[SOURCE MATERIAL]
------------------------------------------------
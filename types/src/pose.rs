use nalgebra::{Matrix3, Matrix4};

/// A 4x4 rotation+translation pose, as produced by the sensor/coordinate
/// converter and mutated by the alignment stages (§3).
pub type Pose = Matrix4<f64>;

/// A 3x3 rotation-only matrix, as stored on each recorder-graph
/// [`crate::graph::SelectionPoint`] (§3).
pub type Rotation3 = Matrix3<f64>;
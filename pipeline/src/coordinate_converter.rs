use panorama_types::platform::{to_stitcher_frame, Platform};
use panorama_types::pose::Pose;

/// First pipeline stage: converts a raw sensor pose to the internal
/// stitcher frame before anything downstream (selector, correspondence
/// finder) ever sees it (§6, §2 [SUPPLEMENT] — inlined as a stage here
/// rather than folded into the recorder, per the original's
/// `CoordinateConverter` push/finish sink).
#[derive(Debug, Clone, Copy)]
pub struct CoordinateConverter {
    platform: Platform,
}

impl CoordinateConverter {
    pub fn new(platform: Platform) -> Self {
        Self { platform }
    }

    pub fn convert(&self, sensor_pose: Pose) -> Pose {
        to_stitcher_frame(self.platform, sensor_pose)
    }
}

#[cfg(test)]
mod tests {
    use super::*;
    use nalgebra::Matrix4;

    #[test]
    fn converting_identity_pose_is_invertible() {
        let converter = CoordinateConverter::new(Platform::Ios);
        let converted = converter.convert(Matrix4::identity());
        assert!(converted.try_inverse().is_some());
    }
}
use image::{GrayImage, Luma, Rgb, RgbImage};

use panorama_correlate::buffer::bilinear_sample;
use panorama_correlate::footprint;
use panorama_math::rotation::rotation_of;
use panorama_math::sphere::{self, EquirectCanvas};
use panorama_types::frame::Frame;

/// A frame warped onto the shared equirect canvas: the warped pixels and
/// mask (canvas-sized crop at `corner`), and the "core" inner rectangle
/// 1px inset from the warped edges (§4.10 `push`, glossary "Core
/// rectangle").
pub struct Warped {
    pub image: RgbImage,
    pub mask: GrayImage,
    /// Wrap-safe top-left corner of `image`/`mask` on the canvas.
    pub corner: (i64, i64),
    /// Core rectangle, in `image`-local coordinates: `(x, y, w, h)`.
    pub core: (u32, u32, u32, u32),
}

/// Warps `frame` onto `canvas` via its adjusted pose, producing the full
/// warped RGB buffer, an occupancy mask, and the wrap-safe corner (§4.10
/// `push`: "apply the spherical warp... to produce a warped image and its
/// core inner rectangle... compute the wrap-safe top-left corner").
pub fn warp_frame(frame: &Frame, canvas: EquirectCanvas, margin: f64) -> Warped {
    let (min_u, max_u, min_v, max_v) = footprint(frame, canvas, margin);
    let width = (max_u - min_u).ceil().max(1.0) as u32;
    let height = (max_v - min_v).ceil().max(1.0) as u32;

    let intrinsics = frame.intrinsics();
    let rotation = rotation_of(&frame.adjusted_pose());
    let image = frame
        .with_pixels(|image| image.clone())
        .unwrap_or_else(|_| RgbImage::new(1, 1));

    let mut out = RgbImage::new(width, height);
    let mut mask = GrayImage::new(width, height);

    for y in 0..height {
        for x in 0..width {
            let u = min_u + x as f64;
            let v = (min_v + y as f64).clamp(0.0, canvas.height as f64 - 1.0);
            let ray = sphere::equirect_to_ray(u.rem_euclid(canvas.width as f64), v, canvas);
            if let Some((px, py)) = sphere::world_ray_to_pixel(&intrinsics, &rotation, &ray) {
                if let Some([r, g, b]) = bilinear_sample(&image, px, py) {
                    out.put_pixel(x, y, Rgb([r.round() as u8, g.round() as u8, b.round() as u8]));
                    mask.put_pixel(x, y, Luma([255]));
                }
            }
        }
    }

    // Wrap-safe corner: fold the unwrapped origin back into [0, canvas
    // width) so the multi-ring compositor's arithmetic always stays in
    // canvas-local coordinates, regardless of whether this frame's
    // footprint happened to cross the equirect seam.
    let corner = (min_u.floor().rem_euclid(canvas.width as f64) as i64, min_v.floor() as i64);

    let core = if width > 2 && height > 2 {
        (1, 1, width - 2, height - 2)
    } else {
        (0, 0, width, height)
    };

    Warped { image: out, mask, corner, core }
}

#[cfg(test)]
mod tests {
    use super::*;
    use panorama_correlate::canvas_for_intrinsics;
    use panorama_math::rotation::to_4x4;
    use panorama_types::exposure::Exposure;
    use panorama_types::intrinsics::Intrinsics;

    #[test]
    fn warp_produces_nonempty_mask() {
        let mut image = RgbImage::new(200, 150);
        for y in 0..150 {
            for x in 0..200 {
                image.put_pixel(x, y, Rgb([((x + y) % 255) as u8; 3]));
            }
        }
        let intrinsics = Intrinsics::new(180.0, 180.0, 100.0, 75.0, 200, 150);
        let frame = Frame::from_loaded(image, to_4x4(panorama_math::rotation::rotation_y(0.0)), intrinsics, Exposure::default());
        let canvas = canvas_for_intrinsics(&intrinsics);
        let warped = warp_frame(&frame, canvas, 2.0);
        let any_set = warped.mask.pixels().any(|p| p.0[0] != 0);
        assert!(any_set);
    }
}
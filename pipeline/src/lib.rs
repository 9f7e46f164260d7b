//! Orchestrates the pipeline and finalize phases of the image
//! correspondence finder, the coordinate-converter stage that normalizes
//! platform-specific sensor poses before they reach the recorder graph,
//! and the concurrency model (task manager, bounded channel, selector)
//! that wires the recorder's producer/consumer tasks together.

pub mod coordinate_converter;
pub mod correspondence;
pub mod exposure;
pub mod focal_refine;
pub mod offsets;
pub mod recorder_task;
pub mod stereo_batch;

pub use coordinate_converter::CoordinateConverter;
pub use correspondence::{CorrespondenceFinder, FinalizeResult};
pub use exposure::{solve_exposure, ExposureGraph, ExposureSolution};
pub use focal_refine::refine_focal_length;
pub use offsets::{cross_produce_offsets, OffsetMap};
pub use recorder_task::{Recorder, DEFAULT_QUEUE_CAPACITY};
pub use stereo_batch::StereoBatch;
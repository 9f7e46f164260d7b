use std::collections::HashMap;

use panorama_types::frame::FrameId;

/// Translational pixel-offset hint between two frames, keyed symmetrically
/// (§4.7 step 6: "every frame pair that could be stitched has a
/// translational hint available").
#[derive(Debug, Default)]
pub struct OffsetMap {
    offsets: HashMap<(FrameId, FrameId), (f64, f64)>,
}

impl OffsetMap {
    pub fn get(&self, a: FrameId, b: FrameId) -> Option<(f64, f64)> {
        self.offsets.get(&(a, b)).copied()
    }

    pub fn len(&self) -> usize {
        self.offsets.len()
    }

    pub fn is_empty(&self) -> bool {
        self.offsets.is_empty()
    }
}

/// Takes the directly-measured offsets from the correspondence finder and
/// closes the transitive set: if `a→b` and `b→c` are both known and
/// `a→c` is not, it is filled in as their sum. Runs to a fixed point
/// (bounded by the number of distinct frames) rather than a single pass,
/// since a fresh composition can itself enable another.
pub fn cross_produce_offsets(direct: &HashMap<(FrameId, FrameId), (f64, f64)>) -> OffsetMap {
    let mut offsets = direct.clone();
    let ids: Vec<FrameId> = {
        let mut ids: Vec<FrameId> = offsets.keys().flat_map(|&(a, b)| [a, b]).collect::<std::collections::HashSet<_>>().into_iter().collect();
        ids.sort_unstable();
        ids
    };

    for _ in 0..ids.len() {
        let mut additions = Vec::new();
        for &k in &ids {
            for &i in &ids {
                let Some(&(ix, iy)) = offsets.get(&(i, k)) else { continue };
                for &j in &ids {
                    if offsets.contains_key(&(i, j)) || i == j {
                        continue;
                    }
                    if let Some(&(kx, ky)) = offsets.get(&(k, j)) {
                        additions.push(((i, j), (ix + kx, iy + ky)));
                    }
                }
            }
        }
        if additions.is_empty() {
            break;
        }
        for (key, value) in additions {
            offsets.entry(key).or_insert(value);
        }
    }

    OffsetMap { offsets }
}

#[cfg(test)]
mod tests {
    use super::*;

    #[test]
    fn fills_transitive_offset_through_a_shared_neighbor() {
        let mut direct = HashMap::new();
        direct.insert((1, 2), (10.0, 0.0));
        direct.insert((2, 3), (5.0, 1.0));
        let closed = cross_produce_offsets(&direct);
        assert_eq!(closed.get(1, 3), Some((15.0, 1.0)));
    }

    #[test]
    fn leaves_direct_offsets_untouched() {
        let mut direct = HashMap::new();
        direct.insert((1, 2), (3.0, 4.0));
        let closed = cross_produce_offsets(&direct);
        assert_eq!(closed.get(1, 2), Some((3.0, 4.0)));
    }
}
use image::RgbImage;

use panorama_blend::{calculate_flow, FlowBlender, FlowField};
use panorama_correlate::canvas_for_intrinsics;
use panorama_math::rotation::to_4x4;
use panorama_types::error::StitchResult;
use panorama_types::exposure::Exposure;
use panorama_types::frame::Frame;
use panorama_types::graph::SelectionPoint;
use panorama_types::intrinsics::Intrinsics;
use panorama_types::stitched_ring::StitchedRing;

use crate::warp::{warp_frame, Warped};

/// Rows cropped from the top and bottom of the finalized ring to remove
/// projection artifacts at the poles of the warp (§4.10 `finalize`).
const FINALIZE_CROP_ROWS: u32 = 8;

const OVERLAP_MARGIN: f64 = 4.0;

struct Pending {
    image: RgbImage,
    corner: (i64, i64),
}

/// Asynchronous single-ring stitcher (§4.10). Frames are pushed one at a
/// time; internally a length-1 sliding window holds the previous warped
/// frame so each `push` can seam+blend it against the new arrival before
/// it is itself held for the next pair. The actual task/channel wiring
/// that makes `push` backpressure-aware lives in `panorama-pipeline`;
/// this type is the synchronous algorithmic core it drives.
pub struct RingStitcher {
    ring_id: u32,
    canvas_width: u32,
    roi_origin: (i64, i64),
    blender: FlowBlender,
    prev: Option<Pending>,
    use_flow: bool,
}

impl RingStitcher {
    /// `points` are the ring's target viewpoints (used only to size the
    /// canvas ROI before any real frame arrives); `intrinsics` is the
    /// working-resolution camera intrinsics shared by every frame on this
    /// ring (§4.10 "Construction").
    pub fn new(points: &[SelectionPoint], intrinsics: Intrinsics, ring_id: u32, use_flow: bool) -> Self {
        let canvas = canvas_for_intrinsics(&intrinsics);
        let (mut min_x, mut min_y, mut max_x, mut max_y) = (i64::MAX, i64::MAX, i64::MIN, i64::MIN);
        for point in points {
            let probe = Frame::from_loaded(
                RgbImage::new(intrinsics.width, intrinsics.height),
                to_4x4(point.extrinsics),
                intrinsics,
                Exposure::default(),
            );
            let warped = warp_frame(&probe, canvas, OVERLAP_MARGIN);
            min_x = min_x.min(warped.corner.0);
            min_y = min_y.min(warped.corner.1);
            max_x = max_x.max(warped.corner.0 + warped.image.width() as i64);
            max_y = max_y.max(warped.corner.1 + warped.image.height() as i64);
        }
        if min_x > max_x {
            (min_x, min_y, max_x, max_y) = (0, 0, canvas.width as i64, canvas.height as i64);
        }

        let roi_width = (max_x - min_x).max(1) as u32;
        let roi_height = (max_y - min_y).max(1) as u32;
        Self {
            ring_id,
            canvas_width: canvas.width,
            roi_origin: (min_x, min_y),
            blender: FlowBlender::new(roi_width, roi_height),
            prev: None,
            use_flow,
        }
    }

    /// Warps `frame` onto the ring canvas and, if a previous frame is
    /// pending in the sliding window, computes flow between them and
    /// feeds the previous frame into the blender (§4.10 `push`).
    pub fn push(&mut self, frame: &Frame) -> StitchResult<()> {
        frame.load()?;
        let canvas = panorama_math::sphere::EquirectCanvas {
            width: self.canvas_width,
            height: self.canvas_width / 2,
        };
        let warped = warp_frame(frame, canvas, OVERLAP_MARGIN);
        self.advance(warped);
        Ok(())
    }

    fn advance(&mut self, warped: Warped) {
        let roi_corner = (warped.corner.0 - self.roi_origin.0, warped.corner.1 - self.roi_origin.1);
        if let Some(prev) = self.prev.take() {
            let flow = if self.use_flow {
                let offset_hint = ((roi_corner.0 - prev.corner.0) as f64, (roi_corner.1 - prev.corner.1) as f64);
                calculate_flow(&prev.image, &warped.image, offset_hint, self.canvas_width)
            } else {
                FlowField::zero(prev.image.width(), prev.image.height())
            };
            self.blender.feed(&prev.image, &flow, prev.corner);
        }
        self.prev = Some(Pending {
            image: warped.image,
            corner: roi_corner,
        });
    }

    /// Flushes the pending frame and crops the projection artifacts at
    /// the top/bottom of the composited ring (§4.10 `finalize`).
    pub fn finalize(mut self) -> StitchedRing {
        if let Some(prev) = self.prev.take() {
            self.blender.feed(&prev.image, &FlowField::zero(prev.image.width(), prev.image.height()), prev.corner);
        }
        let (image, mask) = self.blender.into_result();
        let height = image.height();
        if height <= FINALIZE_CROP_ROWS * 2 {
            return StitchedRing {
                image,
                mask,
                corner: self.roi_origin,
                ring_id: self.ring_id,
                seamed: false,
            };
        }
        let cropped_height = height - FINALIZE_CROP_ROWS * 2;
        let image = image::imageops::crop_imm(&image, 0, FINALIZE_CROP_ROWS, image.width(), cropped_height).to_image();
        let mask = image::imageops::crop_imm(&mask, 0, FINALIZE_CROP_ROWS, mask.width(), cropped_height).to_image();
        StitchedRing {
            image,
            mask,
            corner: (self.roi_origin.0, self.roi_origin.1 + FINALIZE_CROP_ROWS as i64),
            ring_id: self.ring_id,
            seamed: false,
        }
    }
}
------------------------------------------------
[WORK REQUEST]
Retype the first line of the entries and every line after it, please, through the line that contains "downstream (selector, correspondence". Add nothing.

[EXERCISE ANSWER]
filename types/src/pose.rs
use nalgebra::{Matrix3, Matrix4};

/// A 4x4 rotation+translation pose, as produced by the sensor/coordinate
/// converter and mutated by the alignment stages (§3).
pub type Pose = Matrix4<f64>;

/// A 3x3 rotation-only matrix, as stored on each recorder-graph
/// [`crate::graph::SelectionPoint`] (§3).
pub type Rotation3 = Matrix3<f64>;
filename pipeline/src/coordinate_converter.rs
use panorama_types::platform::{to_stitcher_frame, Platform};
use panorama_types::pose::Pose;

/// First pipeline stage: converts a raw sensor pose to the internal
/// stitcher frame before anything downstream (selector, correspondence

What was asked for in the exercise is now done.